Oui ! J’ai été appelée ainsi en référence au Maréchal Joffre ! Mon arrière-grand-mère est née lorsque la maison familiale d’Epernay était occupée par les Allemands, et mon arrière-arrière-grand-père voulait les embêter… Il souhaitait un fils, et l’appeler haut et fort Joffre ! Il a eu une fille, alors il l’a appelée Joffrine.

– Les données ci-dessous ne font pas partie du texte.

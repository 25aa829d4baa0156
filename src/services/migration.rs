//! Profile schema migration.
//!
//! Versioned migration runs as a dispatch table of pure per-profile steps
//! (`v1 -> v2`, ...). Legacy records carry no version tag, so structural
//! markers (missing `metadata.createdAt`, missing `sessions`, any stat without
//! `recentHistory`) identify version 1. `safe_migration` wraps the impure
//! whole-store pass with a verbatim backup and automatic rollback; backups are
//! never pruned here.
//!
//! The v1 step backfills each legacy word stat with up to 5 synthetic attempt
//! records spaced between the profile's creation and last modification, each
//! marked correct with probability `correct/attempts`. The reconstruction is
//! statistically approximate on purpose; callers supply the RNG so tests can
//! seed it, and tests assert shape only, never values.

use chrono::{Local, TimeZone};
use rand::Rng;
use thiserror::Error;

use crate::models::{
    AttemptRecord, Metadata, PracticeMode, Profile, CURRENT_PROFILE_VERSION,
};
use crate::services::recorder::format_day;
use crate::store::{ProfileStore, StoreError, StoreResult, BACKUP_KEY_PREFIX};

/// Step table, one entry per `from -> from + 1` upgrade. Kept alongside
/// `run_step` so adding a version touches both in one place.
const MIGRATION_STEPS: &[(u32, &str)] = &[(1, "timestamps, metadata and attempt history")];

const MAX_SYNTHETIC_ATTEMPTS: u32 = 5;

#[derive(Error, Debug)]
pub enum MigrationError {
    #[error("backup failed: {0}")]
    Backup(#[source] StoreError),

    #[error("migration failed (restored from backup: {restored}): {source}")]
    Failed {
        #[source]
        source: StoreError,
        restored: bool,
    },

    #[error("migrated data failed validation (restored from backup: {restored})")]
    Validation { restored: bool },
}

#[derive(Debug, Clone)]
pub struct MigrationReport {
    pub migrated: usize,
    pub backup_key: Option<String>,
}

#[derive(Debug, Clone)]
pub struct BackupInfo {
    pub key: String,
    pub timestamp: i64,
}

pub fn needs_migration(profile: &Profile) -> bool {
    if profile.version >= CURRENT_PROFILE_VERSION {
        return false;
    }
    let Some(metadata) = &profile.metadata else {
        return true;
    };
    if metadata.created_at.is_none() || profile.sessions.is_none() {
        return true;
    }
    profile.stats.values().any(|stat| stat.recent_history.is_none())
}

/// Pure migration of one profile. Already-migrated input only gets its
/// version normalized.
pub fn migrate_profile<R: Rng>(old: &Profile, rng: &mut R) -> Profile {
    let mut profile = old.clone();
    if needs_migration(old) {
        let mut version = profile.version.max(1);
        while version < CURRENT_PROFILE_VERSION {
            version = run_step(version, &mut profile, rng);
        }
    }
    profile.version = CURRENT_PROFILE_VERSION;
    profile
}

fn run_step<R: Rng>(from: u32, profile: &mut Profile, rng: &mut R) -> u32 {
    match from {
        1 => {
            migrate_v1_to_v2(profile, rng);
            2
        }
        // Unknown intermediate versions have no registered step; skip forward.
        other => other + 1,
    }
}

fn migrate_v1_to_v2<R: Rng>(profile: &mut Profile, rng: &mut R) {
    let now_ms = chrono::Utc::now().timestamp_millis();
    let created_ms = profile.created_at.unwrap_or(now_ms);
    let modified_ms = profile.last_modified.unwrap_or(now_ms);

    let metadata = profile.metadata.get_or_insert_with(Metadata::default);
    if metadata.created_at.is_none() {
        metadata.created_at = Some(created_ms);
    }
    if metadata.last_modified.is_none() {
        metadata.last_modified = Some(modified_ms);
    }
    // Approximation, not history: the best signal a v1 record has for "when
    // did they last practice" is the profile's own modification time.
    if metadata.last_practice_date.is_none() {
        if let Some(day) = Local
            .timestamp_millis_opt(modified_ms)
            .single()
            .map(|dt| dt.date_naive())
        {
            metadata.last_practice_date = Some(format_day(day));
            metadata.current_streak = 1;
            metadata.longest_streak = metadata.longest_streak.max(1);
        }
    }

    for stat in profile.stats.values_mut() {
        if stat.recent_history.is_some() && stat.first_attempt.is_some() {
            continue;
        }
        stat.first_attempt = Some(created_ms);
        stat.last_practiced = Some(modified_ms);

        let mut history = Vec::new();
        if stat.attempts > 0 {
            let interval = if stat.attempts > 1 {
                (modified_ms - created_ms) / i64::from(stat.attempts)
            } else {
                0
            };
            let count = stat.attempts.min(MAX_SYNTHETIC_ATTEMPTS);
            let correct_ratio =
                (f64::from(stat.correct) / f64::from(stat.attempts)).clamp(0.0, 1.0);
            for i in 0..count {
                history.push(AttemptRecord {
                    timestamp: modified_ms - interval * i64::from(i),
                    correct: rng.random_bool(correct_ratio),
                    mode: PracticeMode::MultipleChoice,
                    session_id: None,
                });
            }
        }
        stat.recent_history = Some(history);
    }

    if profile.sessions.is_none() {
        profile.sessions = Some(Default::default());
    }
    if profile.created_at.is_none() {
        profile.created_at = Some(created_ms);
    }
    if profile.last_modified.is_none() {
        profile.last_modified = Some(modified_ms);
    }
}

/// Impure pass over the whole store. Every profile comes out stamped with the
/// current version; returns how many actually needed migrating.
pub fn migrate_all_profiles<R: Rng>(store: &ProfileStore, rng: &mut R) -> StoreResult<usize> {
    let profiles = store.load_profiles()?;
    let mut migrated = 0usize;
    let mut out = std::collections::HashMap::with_capacity(profiles.len());

    for (id, profile) in profiles {
        if needs_migration(&profile) {
            tracing::info!(profile = %profile.name, id = %id, "migrating profile");
            out.insert(id, migrate_profile(&profile, rng));
            migrated += 1;
        } else {
            let mut stamped = profile;
            stamped.version = CURRENT_PROFILE_VERSION;
            out.insert(id, stamped);
        }
    }

    store.save_profiles(&out)?;
    Ok(migrated)
}

/// Backup the raw profiles slot under a timestamped key. `Ok(None)` when
/// there is nothing to back up.
pub fn backup_profiles(store: &ProfileStore) -> StoreResult<Option<String>> {
    let Some(raw) = store.load_raw_profiles()? else {
        return Ok(None);
    };
    let timestamp = chrono::Utc::now().timestamp_millis();
    let key = format!("{BACKUP_KEY_PREFIX}{timestamp}");
    store.save_slot(&key, &raw)?;
    Ok(Some(key))
}

pub fn restore_from_backup(store: &ProfileStore, backup_key: &str) -> StoreResult<()> {
    let raw = store
        .load_slot(backup_key)?
        .ok_or_else(|| StoreError::BackupNotFound(backup_key.to_string()))?;
    store.save_raw_profiles(&raw)
}

/// Available backups, newest first.
pub fn list_backups(store: &ProfileStore) -> StoreResult<Vec<BackupInfo>> {
    let mut backups: Vec<BackupInfo> = store
        .slot_keys()?
        .into_iter()
        .filter_map(|key| {
            let timestamp = key.strip_prefix(BACKUP_KEY_PREFIX)?.parse::<i64>().ok()?;
            Some(BackupInfo { key, timestamp })
        })
        .collect();
    backups.sort_by(|a, b| b.timestamp.cmp(&a.timestamp));
    Ok(backups)
}

/// Backup-then-migrate with automatic rollback. Runs once per app start,
/// before anything else touches the store. On failure the caller continues
/// with the restored, un-migrated data.
pub fn safe_migration(store: &ProfileStore) -> Result<MigrationReport, MigrationError> {
    let backup_key = match backup_profiles(store) {
        Ok(None) => {
            return Ok(MigrationReport {
                migrated: 0,
                backup_key: None,
            })
        }
        Ok(Some(key)) => key,
        Err(err) => return Err(MigrationError::Backup(err)),
    };

    let mut rng = rand::rng();
    match migrate_all_profiles(store, &mut rng) {
        Ok(migrated) => {
            // Post-write validation: nothing may still report as legacy.
            match store.load_profiles() {
                Ok(profiles) if profiles.values().all(|p| !needs_migration(p)) => {
                    tracing::info!(migrated, backup_key = %backup_key, "profile migration complete");
                    Ok(MigrationReport {
                        migrated,
                        backup_key: Some(backup_key),
                    })
                }
                _ => {
                    let restored = restore_from_backup(store, &backup_key).is_ok();
                    tracing::error!(restored, "migrated profiles failed validation, rolling back");
                    Err(MigrationError::Validation { restored })
                }
            }
        }
        Err(err) => {
            let restored = restore_from_backup(store, &backup_key).is_ok();
            tracing::error!(error = %err, restored, "profile migration failed, rolling back");
            Err(MigrationError::Failed {
                source: err,
                restored,
            })
        }
    }
}

/// Step names, exposed for diagnostics.
pub fn migration_steps() -> &'static [(u32, &'static str)] {
    MIGRATION_STEPS
}

#[cfg(test)]
mod tests {
    use super::*;
    use crate::models::WordStat;
    use rand::rngs::StdRng;
    use rand::SeedableRng;

    fn legacy_profile() -> Profile {
        let raw = r#"{
            "id": "profile-1700000000000",
            "name": "Emma",
            "stats": {
                "12": { "attempts": 7, "correct": 3, "incorrect": 4, "category": "grade1" },
                "13": { "attempts": 0, "correct": 0, "incorrect": 0, "category": "grade1" }
            },
            "createdAt": 1700000000000,
            "lastModified": 1700500000000
        }"#;
        serde_json::from_str(raw).unwrap()
    }

    #[test]
    fn detects_all_legacy_markers() {
        let legacy = legacy_profile();
        assert!(needs_migration(&legacy));

        let mut rng = StdRng::seed_from_u64(7);
        let migrated = migrate_profile(&legacy, &mut rng);
        assert!(!needs_migration(&migrated));

        // Version alone short-circuits the structural checks.
        let mut tagged = legacy.clone();
        tagged.version = CURRENT_PROFILE_VERSION;
        assert!(!needs_migration(&tagged));

        // A single stat without history drags the profile back in.
        let mut partial = migrated.clone();
        partial.version = 1;
        partial
            .stats
            .insert("99".into(), {
                let mut stat = WordStat::new("grade2");
                stat.recent_history = None;
                stat
            });
        assert!(needs_migration(&partial));
    }

    #[test]
    fn fills_metadata_and_seeds_streak_from_last_modified() {
        let mut rng = StdRng::seed_from_u64(7);
        let migrated = migrate_profile(&legacy_profile(), &mut rng);

        let metadata = migrated.metadata.as_ref().unwrap();
        assert_eq!(metadata.created_at, Some(1_700_000_000_000));
        assert_eq!(metadata.last_modified, Some(1_700_500_000_000));
        assert_eq!(metadata.current_streak, 1);
        assert!(metadata.longest_streak >= metadata.current_streak);
        let expected_day = Local
            .timestamp_millis_opt(1_700_500_000_000)
            .single()
            .map(|dt| format_day(dt.date_naive()))
            .unwrap();
        assert_eq!(metadata.last_practice_date.as_deref(), Some(expected_day.as_str()));
        assert!(migrated.sessions.as_ref().unwrap().is_empty());
        assert_eq!(migrated.version, CURRENT_PROFILE_VERSION);
    }

    #[test]
    fn synthesizes_bounded_history_without_touching_counters() {
        let mut rng = StdRng::seed_from_u64(7);
        let migrated = migrate_profile(&legacy_profile(), &mut rng);

        let stat = &migrated.stats["12"];
        assert_eq!((stat.attempts, stat.correct, stat.incorrect), (7, 3, 4));
        assert_eq!(stat.first_attempt, Some(1_700_000_000_000));
        assert_eq!(stat.last_practiced, Some(1_700_500_000_000));

        // Shape only: the correctness of each synthetic record is random.
        let history = stat.recent_history.as_ref().unwrap();
        assert_eq!(history.len(), 5);
        assert!(history.windows(2).all(|w| w[0].timestamp >= w[1].timestamp));
        assert!(history
            .iter()
            .all(|r| (1_700_000_000_000..=1_700_500_000_000).contains(&r.timestamp)));
        assert!(history.iter().all(|r| r.session_id.is_none()));

        // Zero attempts: empty history, no invented records.
        let untouched = &migrated.stats["13"];
        assert_eq!(untouched.recent_history.as_ref().unwrap().len(), 0);
    }

    #[test]
    fn migration_is_idempotent_beyond_version_stamping() {
        let mut rng = StdRng::seed_from_u64(7);
        let once = migrate_profile(&legacy_profile(), &mut rng);
        let mut rng2 = StdRng::seed_from_u64(99);
        let twice = migrate_profile(&once, &mut rng2);
        assert_eq!(twice, once);
    }

    #[test]
    fn safe_migration_migrates_and_keeps_a_backup() {
        let store = ProfileStore::in_memory();
        let legacy = legacy_profile();
        let mut map = std::collections::HashMap::new();
        map.insert(legacy.id.clone(), legacy);
        store.save_profiles(&map).unwrap();
        let raw_before = store.load_raw_profiles().unwrap().unwrap();

        let report = safe_migration(&store).unwrap();
        assert_eq!(report.migrated, 1);
        let backup_key = report.backup_key.unwrap();
        assert_eq!(store.load_slot(&backup_key).unwrap().unwrap(), raw_before);

        let backups = list_backups(&store).unwrap();
        assert_eq!(backups.len(), 1);
        assert_eq!(backups[0].key, backup_key);

        // Restoring brings the legacy bytes back verbatim.
        restore_from_backup(&store, &backup_key).unwrap();
        assert_eq!(store.load_raw_profiles().unwrap().unwrap(), raw_before);
    }

    #[test]
    fn safe_migration_rolls_back_on_failure() {
        let store = ProfileStore::in_memory();
        // Valid JSON slot, but not a parseable profile map.
        let broken = r#"{"profile-1": 42}"#;
        store.save_raw_profiles(broken).unwrap();

        let err = safe_migration(&store).unwrap_err();
        assert!(matches!(err, MigrationError::Failed { restored: true, .. }));
        assert_eq!(store.load_raw_profiles().unwrap().unwrap(), broken);
    }

    #[test]
    fn safe_migration_with_empty_store_is_a_no_op() {
        let store = ProfileStore::in_memory();
        let report = safe_migration(&store).unwrap();
        assert_eq!(report.migrated, 0);
        assert!(report.backup_key.is_none());
        assert!(list_backups(&store).unwrap().is_empty());
    }
}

Mon prénom a clairement une influence sur qui je suis : je porte le nom d’un maréchal, d’un militaire, je suis née dans l’Est de la France qui est un territoire très marqué par la guerre et je sens aujourd’hui que ce thème revient régulièrement dans mes textes.
Joffrine Donnadieu
Donnadieu en revanche, est un nom emprunté à Marguerite Duras…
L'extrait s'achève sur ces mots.